Paperstand (C, HRB, VLO, BCS)

The WSJ’s ”Heard on the Street” column reprots that a faction within Citigroup (C) is pushing Chmn and CEO Charles Prince to bid for ABN Amro (ABN). The Dutch banking giant announced earlier this week that it is in exclusive talks about being taken over by Barclays. An offer by Citigroup could assuage some of the problems that have plagued the world's largest bank. But it would be difficult: Since ABN's negotiations with Barclays are exclusive, any move by Citigroup would have to be unsolicited, and might be considered hostile. Still, Citigroup has been studying how well ABN would fit as a possible acquisition tgt. The 2 banks have complementary businesses in the US and Latin America, and a deal would give Citigroup a stronger foothold in continental Europe. There also is the possibility that Citigroup could push for part of ABN's assets, such as LaSalle Bank or Banco ABN Amro Real. Hostile takeover bids in the banking industry are difficult to win, and hostile deals of all stripes are particularly tough in the Netherlands, where co’s enjoy many defenses that aren't allowed elsewhere. The Dutch central bank has already said it would frown on such a situation.
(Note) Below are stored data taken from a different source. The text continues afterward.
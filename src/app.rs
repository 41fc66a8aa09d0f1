use eframe::egui;

use crate::state::AppState;
use crate::ui::{listings, panels, plot};

// ---------------------------------------------------------------------------
// eframe App implementation
// ---------------------------------------------------------------------------

pub struct RustyWheelsApp {
    pub state: AppState,
}

impl RustyWheelsApp {
    pub fn new(state: AppState) -> Self {
        Self { state }
    }
}

impl eframe::App for RustyWheelsApp {
    fn update(&mut self, ctx: &egui::Context, _frame: &mut eframe::Frame) {
        // ---- Top panel: menu bar ----
        egui::TopBottomPanel::top("top_bar").show(ctx, |ui| {
            panels::top_bar(ui, &mut self.state);
        });

        // ---- Left side panel: filters ----
        egui::SidePanel::left("filter_panel")
            .default_width(240.0)
            .resizable(true)
            .show(ctx, |ui| {
                panels::side_panel(ui, &mut self.state);
            });

        // ---- Right side panel: selected listing ----
        if let Some(listing) = self.state.selected_listing() {
            let ads = &self.state.ads;
            egui::SidePanel::right("detail_panel")
                .default_width(300.0)
                .resizable(true)
                .show(ctx, |ui| {
                    egui::ScrollArea::vertical().show(ui, |ui| {
                        listings::detail_panel(ui, listing, ads);
                    });
                });
        }

        // ---- Bottom panel: price / year scatter ----
        egui::TopBottomPanel::bottom("plot_panel")
            .default_height(260.0)
            .resizable(true)
            .show(ctx, |ui| {
                plot::price_year_plot(ui, &mut self.state);
            });

        // ---- Central panel: listing table ----
        egui::CentralPanel::default().show(ctx, |ui| {
            listings::listing_table(ui, &mut self.state);
        });

        panels::taxonomy_window(ctx, &mut self.state);
    }
}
“Ahead of the Tape” highlights H&R Block (HRB), whose CEO Mark Ernst, has said repeatedly the co will announce whether it has reached a deal to sell Option One Mortgage by the end of March. But it may have to lower its $1.3bn asking price on the unit, which deals in risky subprime mortgages, if it wants to cut a deal by then. In regulatory filings, H&R Block said Option One's delinquency rate in its F3Q rose to 11.2% from 5.6% last year. B/c of a jump in defaults, the lender recorded loan-loss provisions of $111.1m, a nearly 750% increase from $13.1m a year ago. Of those delinquencies, 84% were on loans written during previous qrtrs, indicating that H&R Block had sharply underestimated the increase in defaults, and raising questions about whether loan-loss provisions will have to be raised again, diminishing the value of the co. "There are likely to be more provisions in the future, and you would think an astute buyer would know that," said Donn Vickrey, of Gradient Analytics. Pressure is building as the unit drags on H&R Block's stock, down 12% since the end of Jan. Last week, S&P's said it may downgrade its credit rating on H&R Block's ability to meet certain financial obligations due to the impact of Option One's mortgage operations. That puts greater pressure on H&R Block to unload Option One, as a downgrade could pinch other parts of the H&R empire, according to UBS. Tick tock, tick tock.
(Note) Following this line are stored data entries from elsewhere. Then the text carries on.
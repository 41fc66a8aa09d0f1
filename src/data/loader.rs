use std::path::Path;
use std::sync::Arc;

use anyhow::{Context, Result, bail};
use arrow::array::{
    Array, AsArray, Float32Array, Float64Array, Int32Array, Int64Array, LargeListArray,
    ListArray, StringArray,
};
use arrow::datatypes::DataType;
use arrow::record_batch::RecordBatch;
use parquet::arrow::arrow_reader::ParquetRecordBatchReaderBuilder;
use serde::Deserialize;

use super::model::{Listing, ListingCollection, split_location};

// ---------------------------------------------------------------------------
// Public entry-point
// ---------------------------------------------------------------------------

/// Load a listing collection from a file.  Dispatch by extension.
///
/// Supported formats:
/// * `.parquet` – one row per listing, `images` as a list of strings
/// * `.json`    – `[{ "id": ..., "make": ..., "price": ..., ... }, ...]`
/// * `.csv`     – header row; `images` as semicolon-separated paths
///
/// Rows that carry a `location` of the form `"City, District"` instead of
/// separate `city`/`district` fields are split on load.
pub fn load_file(path: &Path) -> Result<ListingCollection> {
    let ext = path
        .extension()
        .and_then(|e| e.to_str())
        .unwrap_or("")
        .to_ascii_lowercase();

    let listings = match ext.as_str() {
        "parquet" | "pq" => load_parquet(path)?,
        "json" => load_json(path)?,
        "csv" => load_csv(path)?,
        other => bail!("Unsupported file extension: .{other}"),
    };

    Ok(ListingCollection::from_listings(listings))
}

/// Fill `city`/`district` from a combined location when they are missing.
fn apply_location(listing: &mut Listing, location: Option<&str>) {
    let Some(location) = location.filter(|l| !l.trim().is_empty()) else {
        return;
    };
    let (city, district) = split_location(location);
    if listing.city.is_empty() {
        listing.city = city;
    }
    if listing.district.is_empty() {
        listing.district = district;
    }
}

fn check_listing(listing: &Listing, row: usize) -> Result<()> {
    if listing.id.trim().is_empty() {
        bail!("Row {row}: listing has an empty id");
    }
    if !listing.price.is_finite() || listing.price < 0.0 {
        bail!("Row {row}: invalid price {}", listing.price);
    }
    Ok(())
}

// ---------------------------------------------------------------------------
// JSON loader
// ---------------------------------------------------------------------------

#[derive(Deserialize)]
struct JsonRecord {
    #[serde(flatten)]
    listing: Listing,
    #[serde(default)]
    location: Option<String>,
}

/// Expected JSON schema (records-oriented, as returned by the listings API):
///
/// ```json
/// [
///   {
///     "id": "b7f0…", "title": "Toyota Aqua 2015", "make": "Toyota",
///     "model": "Aqua", "type": "Car", "price": 6500000, "year": 2015,
///     "location": "Nugegoda, Colombo"
///   },
///   ...
/// ]
/// ```
fn load_json(path: &Path) -> Result<Vec<Listing>> {
    let text = std::fs::read_to_string(path).context("reading JSON file")?;
    let records: Vec<JsonRecord> = serde_json::from_str(&text).context("parsing JSON listings")?;

    records
        .into_iter()
        .enumerate()
        .map(|(i, rec)| {
            let mut listing = rec.listing;
            apply_location(&mut listing, rec.location.as_deref());
            check_listing(&listing, i)?;
            Ok(listing)
        })
        .collect()
}

// ---------------------------------------------------------------------------
// CSV loader
// ---------------------------------------------------------------------------

#[derive(Deserialize)]
#[serde(rename_all = "camelCase")]
struct CsvRecord {
    id: String,
    #[serde(default)]
    title: String,
    make: String,
    model: String,
    #[serde(rename = "type", alias = "category")]
    listing_type: String,
    #[serde(default)]
    condition: String,
    #[serde(default)]
    transmission: String,
    #[serde(default, alias = "fuel_type")]
    fuel_type: String,
    #[serde(default)]
    district: String,
    #[serde(default)]
    city: String,
    #[serde(default)]
    location: String,
    price: f64,
    year: i32,
    #[serde(default)]
    mileage: u64,
    #[serde(default)]
    images: String,
    #[serde(default, alias = "seller_name")]
    seller_name: String,
    #[serde(default, alias = "created_at")]
    posted_date: String,
}

/// CSV layout: header row with column names matching the JSON fields.
/// `images` holds semicolon-separated paths: `"a.jpg;b.jpg"`.
fn load_csv(path: &Path) -> Result<Vec<Listing>> {
    let mut reader = csv::Reader::from_path(path).context("opening CSV")?;
    let mut listings = Vec::new();

    for (row_no, result) in reader.deserialize::<CsvRecord>().enumerate() {
        let rec = result.with_context(|| format!("CSV row {row_no}"))?;
        let mut listing = Listing {
            id: rec.id,
            title: rec.title,
            make: rec.make,
            model: rec.model,
            listing_type: rec.listing_type,
            condition: rec.condition,
            transmission: rec.transmission,
            fuel_type: rec.fuel_type,
            district: rec.district,
            city: rec.city,
            price: rec.price,
            year: rec.year,
            mileage: rec.mileage,
            images: split_semicolons(&rec.images),
            seller_name: rec.seller_name,
            posted_date: rec.posted_date,
        };
        apply_location(&mut listing, Some(&rec.location));
        check_listing(&listing, row_no)?;
        listings.push(listing);
    }

    Ok(listings)
}

fn split_semicolons(s: &str) -> Vec<String> {
    s.split(';')
        .map(str::trim)
        .filter(|tok| !tok.is_empty())
        .map(str::to_string)
        .collect()
}

// ---------------------------------------------------------------------------
// Parquet loader
// ---------------------------------------------------------------------------

/// Load a Parquet file of listings.
///
/// Required columns: `id`, `make`, `model`, `type` (or `category`), `price`,
/// `year`. Optional string columns default to empty; `images` may be a
/// List<Utf8> or a semicolon-separated Utf8 column.
fn load_parquet(path: &Path) -> Result<Vec<Listing>> {
    let file = std::fs::File::open(path).context("opening parquet file")?;
    let builder =
        ParquetRecordBatchReaderBuilder::try_new(file).context("reading parquet metadata")?;
    let reader = builder.build().context("building parquet reader")?;

    let mut listings = Vec::new();

    for batch_result in reader {
        let batch = batch_result.context("reading parquet record batch")?;
        let columns = Columns::locate(&batch)?;

        for row in 0..batch.num_rows() {
            let offset = listings.len();
            let mut listing = Listing {
                id: required_string(&batch, columns.id, row)
                    .with_context(|| format!("Row {offset}: failed to read 'id'"))?,
                title: optional_string(&batch, columns.title, row),
                make: required_string(&batch, columns.make, row)
                    .with_context(|| format!("Row {offset}: failed to read 'make'"))?,
                model: required_string(&batch, columns.model, row)
                    .with_context(|| format!("Row {offset}: failed to read 'model'"))?,
                listing_type: required_string(&batch, columns.listing_type, row)
                    .with_context(|| format!("Row {offset}: failed to read 'type'"))?,
                condition: optional_string(&batch, columns.condition, row),
                transmission: optional_string(&batch, columns.transmission, row),
                fuel_type: optional_string(&batch, columns.fuel_type, row),
                district: optional_string(&batch, columns.district, row),
                city: optional_string(&batch, columns.city, row),
                price: extract_f64(batch.column(columns.price), row)
                    .with_context(|| format!("Row {offset}: failed to read 'price'"))?,
                year: i32::try_from(
                    extract_i64(batch.column(columns.year), row)
                        .with_context(|| format!("Row {offset}: failed to read 'year'"))?,
                )
                .with_context(|| format!("Row {offset}: year out of range"))?,
                mileage: match columns.mileage {
                    Some(idx) => extract_i64(batch.column(idx), row)
                        .map(|m| m.max(0) as u64)
                        .unwrap_or(0),
                    None => 0,
                },
                images: match columns.images {
                    Some(idx) => extract_string_list(batch.column(idx), row)
                        .with_context(|| format!("Row {offset}: failed to read 'images'"))?,
                    None => Vec::new(),
                },
                seller_name: optional_string(&batch, columns.seller_name, row),
                posted_date: optional_string(&batch, columns.posted_date, row),
            };
            let location = optional_string(&batch, columns.location, row);
            apply_location(&mut listing, Some(&location));
            check_listing(&listing, offset)?;
            listings.push(listing);
        }
    }

    Ok(listings)
}

/// Column positions within one record batch.
struct Columns {
    id: usize,
    make: usize,
    model: usize,
    listing_type: usize,
    price: usize,
    year: usize,
    title: Option<usize>,
    condition: Option<usize>,
    transmission: Option<usize>,
    fuel_type: Option<usize>,
    district: Option<usize>,
    city: Option<usize>,
    location: Option<usize>,
    mileage: Option<usize>,
    images: Option<usize>,
    seller_name: Option<usize>,
    posted_date: Option<usize>,
}

impl Columns {
    fn locate(batch: &RecordBatch) -> Result<Self> {
        let schema = batch.schema();
        let find = |names: &[&str]| names.iter().find_map(|n| schema.index_of(n).ok());
        let require = |names: &[&str]| {
            find(names).with_context(|| format!("Parquet file missing '{}' column", names[0]))
        };

        Ok(Columns {
            id: require(&["id"])?,
            make: require(&["make"])?,
            model: require(&["model"])?,
            listing_type: require(&["type", "category"])?,
            price: require(&["price"])?,
            year: require(&["year"])?,
            title: find(&["title"]),
            condition: find(&["condition"]),
            transmission: find(&["transmission"]),
            fuel_type: find(&["fuelType", "fuel_type"]),
            district: find(&["district"]),
            city: find(&["city"]),
            location: find(&["location"]),
            mileage: find(&["mileage"]),
            images: find(&["images"]),
            seller_name: find(&["sellerName", "seller_name"]),
            posted_date: find(&["postedDate", "created_at"]),
        })
    }
}

// -- Parquet / Arrow helpers --

fn required_string(batch: &RecordBatch, idx: usize, row: usize) -> Result<String> {
    extract_string(batch.column(idx), row)?.context("null value in required column")
}

fn optional_string(batch: &RecordBatch, idx: Option<usize>, row: usize) -> String {
    idx.and_then(|i| extract_string(batch.column(i), row).ok().flatten())
        .unwrap_or_default()
}

/// Read a Utf8 / LargeUtf8 cell. `Ok(None)` for a null cell.
fn extract_string(col: &Arc<dyn Array>, row: usize) -> Result<Option<String>> {
    if col.is_null(row) {
        return Ok(None);
    }
    match col.data_type() {
        DataType::Utf8 => Ok(Some(col.as_string::<i32>().value(row).to_string())),
        DataType::LargeUtf8 => Ok(Some(col.as_string::<i64>().value(row).to_string())),
        other => bail!("Expected string column, got {other:?}"),
    }
}

fn extract_f64(col: &Arc<dyn Array>, row: usize) -> Result<f64> {
    if col.is_null(row) {
        bail!("null value in numeric column");
    }
    if let Some(arr) = col.as_any().downcast_ref::<Float64Array>() {
        Ok(arr.value(row))
    } else if let Some(arr) = col.as_any().downcast_ref::<Float32Array>() {
        Ok(arr.value(row) as f64)
    } else {
        extract_i64(col, row).map(|v| v as f64)
    }
}

fn extract_i64(col: &Arc<dyn Array>, row: usize) -> Result<i64> {
    if col.is_null(row) {
        bail!("null value in integer column");
    }
    if let Some(arr) = col.as_any().downcast_ref::<Int64Array>() {
        Ok(arr.value(row))
    } else if let Some(arr) = col.as_any().downcast_ref::<Int32Array>() {
        Ok(arr.value(row) as i64)
    } else {
        bail!("Expected Int32 or Int64 column, got {:?}", col.data_type())
    }
}

/// Extract image paths from a List<Utf8>, LargeList<Utf8> or a
/// semicolon-separated Utf8 cell.
fn extract_string_list(col: &Arc<dyn Array>, row: usize) -> Result<Vec<String>> {
    if col.is_null(row) {
        return Ok(Vec::new());
    }

    let values_array = match col.data_type() {
        DataType::List(_) => {
            let list_arr = col
                .as_any()
                .downcast_ref::<ListArray>()
                .context("expected ListArray")?;
            list_arr.value(row)
        }
        DataType::LargeList(_) => {
            let list_arr = col
                .as_any()
                .downcast_ref::<LargeListArray>()
                .context("expected LargeListArray")?;
            list_arr.value(row)
        }
        DataType::Utf8 | DataType::LargeUtf8 => {
            let cell = extract_string(col, row)?.unwrap_or_default();
            return Ok(split_semicolons(&cell));
        }
        other => bail!("Expected List or Utf8 column, got {other:?}"),
    };

    let strings = values_array
        .as_any()
        .downcast_ref::<StringArray>()
        .with_context(|| {
            format!(
                "List inner type is {:?}, expected Utf8",
                values_array.data_type()
            )
        })?;
    Ok(strings.iter().flatten().map(str::to_string).collect())
}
Barron’s Online out saying that shares of US oil refiners have pumped out high-octane returns in recent years. But the biggest among them, Valero (VLO), could still produce a refined performance in the coming year. In N-America, Valero is bigger than Exxon or BP in its capacity to turn crude oil into gasoline, diesel and other fuels. At 18 refineries, many on the Gulf of Mexico coast, it can produce 3.3m barrels of refined product daily. With cumulative stock returns of nearly 400% over 5 years, it's reasonable to ask if Valero's run is over. While triple-digit returns may not continue, the stock has fallen about 13% from its all-time high reached last April, and dividends are on the rise. Refining demand is strong going into the summer-driving season, capacity is tight, and interruptions - for repairs or to crude supplies - would boost the prices Valero can charge customers. That scenario should last for several more years, given the industry's limited ability to expand. "This is a perfect storm, when everything goes right for the refineries," says Fadel Gheit, of Oppenheimer.

“Inside Scoop” section reports that longtime Bear Sterns (BSC) director Paul Novelly is making a bullish call on the financial-services giant as the stock pulled back from its record high. In the two previous trading days, Novelly doled out $6.67m to purchase 45K shares on the open mkt. Novelly now directly holds 170K shares of the co plus another 2,900 restricted shares. Ben Silverman, of, says Novelly's purchase is notable considering that he "is someone who is self-made, who understands how to create wealth and manage it… through the good times and the bad."